しっかりしろ!巨人軍~ライバルとしての中日ドラゴンズファンより愛と喝~

しっかりしろ!巨人軍~ライバルとしての中日ドラゴンズファンより愛と喝~

プロ野球・讀賣ジャイアンツの選手がチームメートのユニホームを盗んだ窃盗容疑で逮捕された。この外野手は、坂本勇人や阿部慎之助らスター選手のバット、グラブ、ユニホームなどおよそ110点を球場のロッカーから盗んで売却したとして、逮捕前すでに球団から解雇されていた。

ドラゴンズファンの心の奥底に流れているのは「アンチ巨人」の思いである。
「今夜ドラゴンズどうだった?」「勝ったよ」その会話の後に続くのは「ジャイアンツは?」。古くからの竜党にとって、ジャイアンツへのライバル意識は強いものがある。
「ドラゴンズが勝つだけではダメ。同じ日にジャイアンツが負けてこそ、美味しいビールが飲める」と実家の親はじめ多くのドラゴンズファンの先達から聞かされた言葉である。直接対決の中日vs巨人戦でドラゴンズが勝てば「言うことなし」。
だからこそ、1974年(昭和49年)にジャイアンツの10連覇を阻止した20年ぶりのリーグ優勝はとてつもなく重いものがあり、1987年(昭和62年)に高卒ルーキー近藤真一投手(現・真市)がプロ初登板でノーヒットノーランを達成した時は対戦相手がジャイアンツだっただけに喜びも倍増したものだ。それほど意識している側から見ても悲しくなるのが昨今のジャイアンツの姿だ。

今回の盗難事件の発覚と同じタイミングで、ジャイアンツの別の2選手が今季の出場停止と年俸の10%にあたる罰金処分を球団から受けた。酒に酔って飲食店で裸になり、その動画をSNSに投稿した行為が不適切と判断された。知人限定のサイトとは言え、ことが起きた6月はシーズン真っ只中である。
1年前の2017年には、FAで移籍してきた投手が、これも酒に酔って病院の警備員に暴行し出場停止処分になった。
さらに2015年から2016年にかけては、野球賭博事件がジャイアンツを席巻した。合わせて4人の選手が関わり、これも重い処分を課せられた。ユニホームを脱がざるをえなかった選手もいる。
プロ野球界では、昭和40年代のいわゆる「黒い霧事件」によって多くの名選手がユニホームを脱いだ。その教訓も風化してしまったようだ。平成の野球賭博事件、それが起きた球団が讀賣ジャイアンツであるという重さを感じた。ジャイアンツ自体も重大性を受けとめ、顧問、オーナー、そして会長が辞任した。コンプライアンス体制の強化を推進した。しかし、その綱紀粛正はまったく活かされなかったと言わざるを得ない。

強きジャイアンツをリスペクトしてきたことを否定はしない

「アンチ巨人」と言いながら、実はドラゴンズファンは強きジャイアンツをリスペクト(尊敬)してきたことを否定はしない。
川上哲治監督に率いられ、V9を続けていた頃のジャイアンツはとてつもなく強かった。投手は堀内恒夫、捕手は森昌彦、一塁は王貞治、二塁は土井正三、三塁は長嶋茂雄、遊撃は黒江透修、左翼は高田繁、中堅は柴田勲、右翼は末次利光。ファンでなくてもすぐに名前が浮かぶ顔ぶれ。ONすなわち王と長嶋という球界の至宝はもちろんだが、高田・柴田・末次の外野陣は鉄壁で、どんなフライでもキャッチしたことから「ジャイアンツに右中間、左中間はない」と思っていた記憶がある。いわゆる“倒し甲斐のある相手”だった。
それがここ3年間は優勝から遠ざかり、その上で不祥事が続く。「アンチ巨人」としても正直腹立たしい。
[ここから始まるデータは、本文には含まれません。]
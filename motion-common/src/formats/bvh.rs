//! Hierarchical text serializer (BVH)
//!
//! Writes the skeleton as an indented `HIERARCHY` block followed by a
//! `MOTION` block with one line of channel values per kept frame. The
//! consumer's convention is Y-up with offsets in inches, so positions are
//! axis-swapped from the internal Z-up meter frame on the way out.
//!
//! Joint names come from the legacy table in [`crate::rig`]; bones
//! without a table entry are not export-eligible and are skipped, with
//! their offsets folded into the nearest emitted descendant.

use glam::{DMat4, DQuat, DVec3, EulerRot};
use std::collections::BTreeSet;
use std::io::{self, Write};

use crate::motion::{ChannelSet, SampledMotion};
use crate::rig;
use crate::skeleton::Skeleton;

/// Legacy inch, in meters.
pub const INCH_TO_METER: f64 = 0.02540005;

/// Axis swap from the internal frame (Z-up) to the BVH frame (Y-up).
fn swap_axes(v: DVec3) -> DVec3 {
    DVec3::new(v.x, v.z, -v.y)
}

fn to_inches(v: DVec3) -> DVec3 {
    swap_axes(v) / INCH_TO_METER
}

/// Rotation of a matrix re-expressed in the BVH frame, as XYZ Euler
/// degrees in channel order.
fn to_bvh_euler(m: &DMat4) -> DVec3 {
    let swap = DQuat::from_rotation_x(-std::f64::consts::FRAC_PI_2);
    let q = (swap * DQuat::from_mat4(m).normalize() * swap.inverse()).normalize();
    let (x, y, z) = q.to_euler(EulerRot::XYZ);
    DVec3::new(x.to_degrees(), y.to_degrees(), z.to_degrees())
}

/// How the optional leading reference line is produced.
#[derive(Debug, Clone, Copy, PartialEq, Eq)]
pub enum ReferenceLine {
    /// All rotations zeroed, root held at its rest height
    Frozen,
    /// The ordinary per-frame algorithm run at the reference frame, with
    /// below-threshold channels zeroed (marked restpose)
    BoneLock,
}

#[derive(Debug, Clone)]
pub struct BvhOptions {
    pub fps: f64,
    /// Emit a synthetic leading reference line
    pub reference_line: Option<ReferenceLine>,
    /// Frame the bone-lock reference line reads its values from
    pub reference_frame: i32,
    /// Channel magnitude under which a bone-lock value reads as restpose
    pub lock_threshold: f64,
}

impl Default for BvhOptions {
    fn default() -> Self {
        Self {
            fps: 24.0,
            reference_line: None,
            reference_frame: 0,
            lock_threshold: 0.0001,
        }
    }
}

#[derive(Debug, thiserror::Error)]
pub enum BvhError {
    /// No frames were collected; the file must not be left with
    /// `Frames: 0`
    #[error("no frames available for text export")]
    NoFrames,

    #[error("skeleton has no root bone '{0}'")]
    MissingRoot(&'static str),

    #[error("write failed: {0}")]
    Io(#[from] io::Error),
}

/// One emitted joint. Offsets are parent-relative meters in the internal
/// frame; skipped (ineligible) ancestors fold their offsets in here.
struct Joint {
    bone: String,
    bvh_name: &'static str,
    offset: DVec3,
    tail: DVec3,
    has_loc: bool,
    children: Vec<Joint>,
}

fn is_needed(skel: &Skeleton, channels: &ChannelSet, bone: &str) -> bool {
    channels
        .order()
        .iter()
        .any(|animated| skel.is_ancestor_or_self(bone, animated))
}

fn build_joint(
    skel: &Skeleton,
    channels: &ChannelSet,
    bone: &str,
    carried_offset: DVec3,
) -> Option<Joint> {
    let b = skel.bone(bone)?;
    let bvh_name = rig::bvh_name(bone)?;
    let mut children = Vec::new();
    collect_children(skel, channels, bone, DVec3::ZERO, &mut children);
    Some(Joint {
        bone: bone.to_string(),
        bvh_name,
        offset: b.rest_head + carried_offset,
        tail: b.rest_tail - b.rest_head,
        has_loc: channels.has_loc(bone),
        children,
    })
}

/// Gather the emitted children of `bone`, descending through needed but
/// ineligible bones while accumulating their offsets.
fn collect_children(
    skel: &Skeleton,
    channels: &ChannelSet,
    bone: &str,
    carried: DVec3,
    out: &mut Vec<Joint>,
) {
    for child in skel.children_of(bone) {
        if !is_needed(skel, channels, &child.name) {
            continue;
        }
        if rig::bvh_name(&child.name).is_some() {
            if let Some(joint) = build_joint(skel, channels, &child.name, carried) {
                out.push(joint);
            }
        } else {
            collect_children(skel, channels, &child.name, carried + child.rest_head, out);
        }
    }
}

fn write_offset<W: Write>(w: &mut W, depth: usize, offset: DVec3) -> io::Result<()> {
    let o = to_inches(offset);
    writeln!(
        w,
        "{}OFFSET {:.4} {:.4} {:.4}",
        "\t".repeat(depth),
        o.x,
        o.y,
        o.z
    )
}

fn write_joint<W: Write>(w: &mut W, joint: &Joint, depth: usize, is_root: bool) -> io::Result<()> {
    let indent = "\t".repeat(depth);
    if is_root {
        writeln!(w, "ROOT {}", rig::BVH_ROOT)?;
    } else {
        writeln!(w, "{}JOINT {}", indent, joint.bvh_name)?;
    }
    writeln!(w, "{indent}{{")?;
    write_offset(w, depth + 1, joint.offset)?;
    if is_root || joint.has_loc {
        writeln!(
            w,
            "{indent}\tCHANNELS 6 Xposition Yposition Zposition Xrotation Yrotation Zrotation"
        )?;
    } else {
        writeln!(w, "{indent}\tCHANNELS 3 Xrotation Yrotation Zrotation")?;
    }
    if joint.children.is_empty() {
        writeln!(w, "{indent}\tEnd Site")?;
        writeln!(w, "{indent}\t{{")?;
        write_offset(w, depth + 2, joint.tail)?;
        writeln!(w, "{indent}\t}}")?;
    } else {
        for child in &joint.children {
            write_joint(w, child, depth + 1, false)?;
        }
    }
    writeln!(w, "{indent}}}")
}

/// Channel values of one joint for one motion line.
fn joint_values(
    joint: &Joint,
    is_root: bool,
    motion: &SampledMotion,
    frame: i32,
    rest_root: DVec3,
) -> Vec<f64> {
    let mut values = Vec::with_capacity(6);
    let sample = motion.get(frame, &joint.bone);
    if is_root || joint.has_loc {
        let loc = match sample {
            Some(s) if is_root => to_inches(s.pose.w_axis.truncate()),
            Some(s) => {
                let local = s.parent_pose.inverse() * s.pose;
                to_inches(local.w_axis.truncate())
            }
            // missing sample: hold the rest offset
            None if is_root => to_inches(rest_root),
            None => to_inches(joint.offset),
        };
        values.extend([loc.x, loc.y, loc.z]);
    }
    let rot = match sample {
        Some(s) => to_bvh_euler(&s.visual),
        None => DVec3::ZERO,
    };
    values.extend([rot.x, rot.y, rot.z]);
    values
}

fn push_line_values(
    joint: &Joint,
    is_root: bool,
    motion: &SampledMotion,
    frame: i32,
    rest_root: DVec3,
    out: &mut Vec<f64>,
) {
    out.extend(joint_values(joint, is_root, motion, frame, rest_root));
    for child in &joint.children {
        push_line_values(child, false, motion, frame, rest_root, out);
    }
}

/// Reference-line values: rest offsets, zero rotations, root at rest
/// height.
fn push_frozen_values(joint: &Joint, is_root: bool, rest_root: DVec3, out: &mut Vec<f64>) {
    if is_root || joint.has_loc {
        let o = to_inches(if is_root { rest_root } else { joint.offset });
        out.extend([o.x, o.y, o.z]);
    }
    out.extend([0.0, 0.0, 0.0]);
    for child in &joint.children {
        push_frozen_values(child, false, rest_root, out);
    }
}

fn write_line<W: Write>(w: &mut W, values: &[f64]) -> io::Result<()> {
    let mut line = String::with_capacity(values.len() * 10);
    for (i, v) in values.iter().enumerate() {
        if i > 0 {
            line.push(' ');
        }
        line.push_str(&format!("{v:.4}"));
    }
    writeln!(w, "{line}")
}

/// Write a complete BVH document.
///
/// `frames` is the kept frame set; it must not be empty - the writer
/// aborts before emitting a `MOTION` block otherwise, and the caller is
/// expected to discard the partial output.
pub fn write_bvh<W: Write>(
    w: &mut W,
    skel: &Skeleton,
    channels: &ChannelSet,
    motion: &SampledMotion,
    frames: &BTreeSet<i32>,
    opts: &BvhOptions,
) -> Result<(), BvhError> {
    if !skel.contains(rig::PELVIS) {
        return Err(BvhError::MissingRoot(rig::PELVIS));
    }
    let root = build_joint(skel, channels, rig::PELVIS, DVec3::ZERO)
        .ok_or(BvhError::MissingRoot(rig::PELVIS))?;
    let rest_root = skel.rest_head_world(rig::PELVIS).unwrap_or(DVec3::ZERO);

    writeln!(w, "HIERARCHY").map_err(BvhError::Io)?;
    write_joint(w, &root, 0, true)?;

    if frames.is_empty() {
        return Err(BvhError::NoFrames);
    }

    let frame_count = frames.len() + usize::from(opts.reference_line.is_some());
    writeln!(w, "MOTION")?;
    writeln!(w, "Frames: {frame_count}")?;
    writeln!(w, "Frame Time: {:.6}", 1.0 / opts.fps)?;

    match opts.reference_line {
        Some(ReferenceLine::Frozen) => {
            let mut values = Vec::new();
            push_frozen_values(&root, true, rest_root, &mut values);
            write_line(w, &values)?;
        }
        Some(ReferenceLine::BoneLock) => {
            let mut values = Vec::new();
            push_line_values(&root, true, motion, opts.reference_frame, rest_root, &mut values);
            for v in &mut values {
                // lock rule: near-rest channels read as restpose
                if v.abs() < opts.lock_threshold {
                    *v = 0.0;
                }
            }
            write_line(w, &values)?;
        }
        None => {}
    }

    for &frame in frames {
        let mut values = Vec::new();
        push_line_values(&root, true, motion, frame, rest_root, &mut values);
        write_line(w, &values)?;
    }

    Ok(())
}

#[cfg(test)]
mod tests {
    use super::*;
    use crate::motion::FrameSample;
    use crate::skeleton::Bone;

    fn test_rig() -> (Skeleton, ChannelSet) {
        let mut skel = Skeleton::new();
        skel.add_bone(Bone::new(
            "mPelvis",
            None,
            DVec3::new(0.0, 0.0, 1.0),
            DVec3::new(0.0, 0.0, 1.1),
        ))
        .unwrap();
        skel.add_bone(Bone::new(
            "mTorso",
            Some(0),
            DVec3::new(0.0, 0.0, 0.1),
            DVec3::new(0.0, 0.0, 0.3),
        ))
        .unwrap();
        let mut channels = ChannelSet::new();
        channels.add_loc("mPelvis");
        channels.add_rot("mPelvis");
        channels.add_rot("mTorso");
        (skel, channels)
    }

    fn identity_sample(z: f64) -> FrameSample {
        let pose = DMat4::from_translation(DVec3::new(0.0, 0.0, z));
        FrameSample {
            visual: DMat4::IDENTITY,
            parent_pose: DMat4::IDENTITY,
            pose,
        }
    }

    #[test]
    fn test_hierarchy_tokens() {
        let (skel, channels) = test_rig();
        let mut motion = SampledMotion::new();
        motion.insert(0, "mPelvis", identity_sample(1.0));
        motion.insert(0, "mTorso", identity_sample(1.1));
        let frames: BTreeSet<i32> = [0].into_iter().collect();

        let mut out = Vec::new();
        write_bvh(&mut out, &skel, &channels, &motion, &frames, &BvhOptions::default()).unwrap();
        let text = String::from_utf8(out).unwrap();

        assert!(text.starts_with("HIERARCHY\nROOT hip\n"));
        assert!(text.contains("JOINT abdomen"));
        assert!(text.contains(
            "CHANNELS 6 Xposition Yposition Zposition Xrotation Yrotation Zrotation"
        ));
        assert!(text.contains("CHANNELS 3 Xrotation Yrotation Zrotation"));
        assert!(text.contains("End Site"));
        assert!(text.contains("MOTION\nFrames: 1\n"));
        assert!(text.contains("Frame Time: 0.041667"));
    }

    #[test]
    fn test_zero_frames_aborts_before_motion_block() {
        let (skel, channels) = test_rig();
        let motion = SampledMotion::new();
        let frames = BTreeSet::new();

        let mut out = Vec::new();
        let err = write_bvh(&mut out, &skel, &channels, &motion, &frames, &BvhOptions::default())
            .unwrap_err();
        assert!(matches!(err, BvhError::NoFrames));
        let text = String::from_utf8(out).unwrap();
        assert!(!text.contains("MOTION"), "no MOTION block may be emitted");
        assert!(!text.contains("Frames: 0"));
    }

    #[test]
    fn test_reference_line_adds_one_frame() {
        let (skel, channels) = test_rig();
        let mut motion = SampledMotion::new();
        motion.insert(0, "mPelvis", identity_sample(1.0));
        motion.insert(0, "mTorso", identity_sample(1.1));
        let frames: BTreeSet<i32> = [0].into_iter().collect();

        let opts = BvhOptions {
            reference_line: Some(ReferenceLine::Frozen),
            ..BvhOptions::default()
        };
        let mut out = Vec::new();
        write_bvh(&mut out, &skel, &channels, &motion, &frames, &opts).unwrap();
        let text = String::from_utf8(out).unwrap();
        assert!(text.contains("Frames: 2"));

        // the frozen line holds the root at rest height (1m up, Y in BVH)
        let motion_lines: Vec<&str> = text
            .lines()
            .skip_while(|l| !l.starts_with("Frame Time:"))
            .skip(1)
            .collect();
        assert_eq!(motion_lines.len(), 2);
        let first: Vec<f64> = motion_lines[0]
            .split(' ')
            .map(|v| v.parse().unwrap())
            .collect();
        assert!((first[1] - 1.0 / INCH_TO_METER).abs() < 0.01);
        assert!(first[3..].iter().all(|v| *v == 0.0));
    }

    #[test]
    fn test_rotation_only_joint_omits_offset_triple() {
        let (skel, channels) = test_rig();
        let mut motion = SampledMotion::new();
        motion.insert(0, "mPelvis", identity_sample(1.0));
        motion.insert(0, "mTorso", identity_sample(1.1));
        let frames: BTreeSet<i32> = [0].into_iter().collect();

        let mut out = Vec::new();
        write_bvh(&mut out, &skel, &channels, &motion, &frames, &BvhOptions::default()).unwrap();
        let text = String::from_utf8(out).unwrap();
        // 6 root channels + 3 torso channels per line
        let line = text.lines().last().unwrap();
        assert_eq!(line.split(' ').count(), 9);
    }

    #[test]
    fn test_missing_root_bone_is_fatal() {
        let mut skel = Skeleton::new();
        skel.add_bone(Bone::new("mTorso", None, DVec3::ZERO, DVec3::Z))
            .unwrap();
        let channels = ChannelSet::new();
        let err = write_bvh(
            &mut Vec::new(),
            &skel,
            &channels,
            &SampledMotion::new(),
            &BTreeSet::new(),
            &BvhOptions::default(),
        )
        .unwrap_err();
        assert!(matches!(err, BvhError::MissingRoot(_)));
    }
}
讀賣ジャイアンツで何か事が起きると必ず持ち出される言葉がある。故・正力松太郎オーナーの遺訓「巨人軍は常に紳士たれ」である。
かつて“空白の一日”をついて強引な入団契約を結んだ1978年(昭和53年)のいわゆる「江川事件」の時も、2004年(平成16年)のドラフト候補選手への裏金事案の時も、それを批判する報道の中には引用されてきた。
ライバル球団のファンとしては決して自分たちが応援するチームがジャイアンツに負けてほしくはないが、あえて正力オーナーのもうひとつの遺訓を現在の讀賣ジャイアンツに贈りたい。「巨人軍は常に強くあれ」。そしてそれを叩くのがドラゴンズであるならば言うことはない。